Hope we can pull this Win.


----------



## Geaux Tigers (Apr 26, 2004)

Great hustle on the rebound after the PJ Brown miss with under a minute to go.

The Bucks have the ball now and just called a timeout they are down by 1 with 16 seconds to go...


----------



## supermati (Mar 28, 2005)

In that play we got some offensive rebounds.


----------



## Geaux Tigers (Apr 26, 2004)

Bogut to Magloire for the foul and the bucket...

DAMN!


----------



## supermati (Mar 28, 2005)

Oh, oh, Former Hornet scored.


----------



## girllovesthegame (Nov 3, 2005)

7.1 to go! Bucks up 1. Hornets ball!

They'd better execute this last possession very carefully.


----------



## Geaux Tigers (Apr 26, 2004)

Hornets ball with 7.1 seconds down by 1...

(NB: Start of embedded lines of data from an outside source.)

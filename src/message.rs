//! Broker-side message envelope.
//!
//! Messages are immutable once built and shared as `Arc<Message>` between the
//! routing collaborator, queues and the channels delivering them.

use bytes::Bytes;
use uuid::Uuid;

use crate::framing::{BasicProperties, ContentHeader};

/// Channel-scoped delivery identifier, starting at 1.
pub type DeliveryTag = u64;

/// Per-delivery flags that are not part of the message itself.
#[derive(Debug, Clone, Copy, Default, PartialEq, Eq)]
pub struct DeliveryProperties {
    /// Message was handed out before and came back to the queue
    pub redelivered: bool,
}

/// How the publisher addressed a message.
#[derive(Debug, Clone, Default, PartialEq, Eq)]
pub struct PublishInfo {
    /// Target exchange
    pub exchange: String,
    /// Routing key
    pub routing_key: String,
    /// Must be routed to at least one queue, else returned
    pub mandatory: bool,
    /// Must reach a ready consumer, else returned
    pub immediate: bool,
}

/// Channel a message was published on, used to route it back.
#[derive(Debug, Clone, Copy, PartialEq, Eq, Hash)]
pub struct Publisher {
    /// Publishing connection
    pub connection: Uuid,
    /// Publishing channel on that connection
    pub channel: u16,
}

/// Immutable message envelope.
#[derive(Debug, Clone)]
pub struct Message {
    id: Uuid,
    publish: PublishInfo,
    publisher: Option<Publisher>,
    properties: BasicProperties,
    body: Bytes,
}

impl Message {
    /// Create a message with default properties
    pub fn new(exchange: &str, routing_key: &str, body: impl Into<Bytes>) -> Self {
        Self {
            id: Uuid::new_v4(),
            publish: PublishInfo {
                exchange: exchange.to_string(),
                routing_key: routing_key.to_string(),
                mandatory: false,
                immediate: false,
            },
            publisher: None,
            properties: BasicProperties::default(),
            body: body.into(),
        }
    }

    /// Set the header properties
    pub fn with_properties(mut self, properties: BasicProperties) -> Self {
        self.properties = properties;
        self
    }

    /// Set the mandatory flag
    pub fn mandatory(mut self, mandatory: bool) -> Self {
        self.publish.mandatory = mandatory;
        self
    }

    /// Set the immediate flag
    pub fn immediate(mut self, immediate: bool) -> Self {
        self.publish.immediate = immediate;
        self
    }

    /// Record the publishing channel
    pub fn published_by(mut self, connection: Uuid, channel: u16) -> Self {
        self.publisher = Some(Publisher {
            connection,
            channel,
        });
        self
    }

    /// Publishing channel, if the message came in through a connection
    pub fn publisher(&self) -> Option<Publisher> {
        self.publisher
    }

    /// Broker-assigned id, used in logs
    pub fn id(&self) -> Uuid {
        self.id
    }

    /// Exchange the message was published to
    pub fn exchange(&self) -> &str {
        &self.publish.exchange
    }

    /// Routing key it was published with
    pub fn routing_key(&self) -> &str {
        &self.publish.routing_key
    }

    /// Mandatory flag
    pub fn is_mandatory(&self) -> bool {
        self.publish.mandatory
    }

    /// Immediate flag
    pub fn is_immediate(&self) -> bool {
        self.publish.immediate
    }

    /// Header properties
    pub fn properties(&self) -> &BasicProperties {
        &self.properties
    }

    /// Message body
    pub fn body(&self) -> &Bytes {
        &self.body
    }

    /// Body size in bytes
    pub fn size(&self) -> usize {
        self.body.len()
    }

    /// Publish addressing, as echoed in basic.return
    pub fn publish_info(&self) -> PublishInfo {
        self.publish.clone()
    }

    /// Content header describing this message
    pub fn content_header(&self) -> ContentHeader {
        ContentHeader::basic(self.body.len() as u64, self.properties.clone())
    }
}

My guess is CP3 or most likely Speedy takes it to the hoop...


----------



## Geaux Tigers (Apr 26, 2004)

DAVID WEST BABY!!!!!!

.1 left Hornets up 94-93!!!!!!


----------



## supermati (Mar 28, 2005)

West nails it!!!!


----------



## Geaux Tigers (Apr 26, 2004)

CP3 gives the Birdman symbol with his hands after West makes the shot...

The Birdman flies again...:laugh:


----------



## girllovesthegame (Nov 3, 2005)

Hornets win!!!!!!!!!!!!!! :banana:

Back at .500. Great way to end the month of January for the Hornets!


----------



## supermati (Mar 28, 2005)

Wow!, what a game this was... great clutch by West.


----------



## girllovesthegame (Nov 3, 2005)

supermati said:


> Wow!, what a game this was... great clutch by West.


You're right, great clutch by West! At first I was like, why did they kick it out and not drive it in? I'm so glad they know more than me. :laugh:


----------



## Geaux Tigers (Apr 26, 2004)

24pts and 15rebs for West...he was huge on the offensive glass tonight when it mattered.

Second game winner of the season for West.


----------



## Tooeasy (Nov 4, 2003)

mr. clutch wins is for us. badass game.


----------



## Tooeasy (Nov 4, 2003)

WarriorFan64 said:


> I hope you guys lose so my Warriors can be up there, no one wants to see the boring Hornets.


and who the hell are you to come talk trash in our house? while your "exciting" team that many picked to win the pacific is struggling to reach .500, this hornets team has been competitive from day 1. 
by the way, thanks for taking davis off our hands and setting us up for who could quite possibly be the best pg drafted in the past decade.


----------



## Diable (Apr 26, 2005)

The Warriors have to start winning some games before their fans can worry about anyone else losing.Don't think they concern me too much right now.

Does worry me that CP has been turning the ball over so many times in the last few games.The best part of his game until recently was that he was making lots of plays w/o committing many TOs at all.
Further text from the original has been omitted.